Keith San Esteban Thompson, known professionally as Kit Thompson, is a Filipino-New Zealand actor, model, and television host. He was a housemate in the reality show Pinoy Big Brother: Teen Edition 4 (2012).

== Career ==

Thompson was a housemate of Pinoy Big Brother: Teen Edition 4 which aired in 2012. In the same year, he was cast as Albert Espirutu in ABS-CBN's Kahit Puso'y Masugatan and appeared in an episode of the drama anthology Maalaala Mo Kaya.

For the Cinemalaya entry #Y, Thompson shared a Special Citation for Ensemble Acting award with actors Chynna Ortaleza, Coleen Garcia, Sophie Albert and Elmo Magalona.

In 2018, Thompson appeared as Darwin in Star Cinema's The Hows of Us.
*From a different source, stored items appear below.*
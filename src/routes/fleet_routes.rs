use axum::{
    extract::{rejection::JsonRejection, State},
    routing::{get, post},
    Json, Router,
};

use crate::controllers::fleet_controller::FleetController;
use crate::dto::fleet_dto::{SeedResponse, UpdateStatusRequest, UpdateStatusResponse};
use crate::models::{LogEntry, Vehicle};
use crate::state::AppState;
use crate::utils::errors::AppError;

pub fn create_fleet_router() -> Router<AppState> {
    Router::new()
        .route("/fleet", get(list_fleet))
        .route("/fleet/update-status", post(update_status))
        .route("/logs", get(recent_logs))
        .route("/seed", post(seed))
}

async fn list_fleet(State(state): State<AppState>) -> Result<Json<Vec<Vehicle>>, AppError> {
    let controller = FleetController::new(state.store.clone());
    let vehicles = controller.list_fleet().await?;
    Ok(Json(vehicles))
}

async fn recent_logs(State(state): State<AppState>) -> Result<Json<Vec<LogEntry>>, AppError> {
    let controller = FleetController::new(state.store.clone());
    let logs = controller.recent_logs().await?;
    Ok(Json(logs))
}

async fn seed(State(state): State<AppState>) -> Result<Json<SeedResponse>, AppError> {
    let controller = FleetController::new(state.store.clone());
    let response = controller.seed().await?;
    Ok(Json(response))
}

async fn update_status(
    State(state): State<AppState>,
    payload: Result<Json<UpdateStatusRequest>, JsonRejection>,
) -> Result<Json<UpdateStatusResponse>, AppError> {
    let Json(request) = payload?;
    let controller = FleetController::new(state.store.clone());
    let response = controller.update_status(request).await?;
    Ok(Json(response))
}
A year later, he appeared as Josh in Belle Douleur, as Marco in the iWant original MOMOL Nights, and as Greco in Sino ang Maysala?: Mea Culpa―for which he was awarded Best Supporting Actor in the 4th GEMS Awards.

In 2020, Thompson appeared as James in Pamilya Ko and in the first season of La Vida Lena.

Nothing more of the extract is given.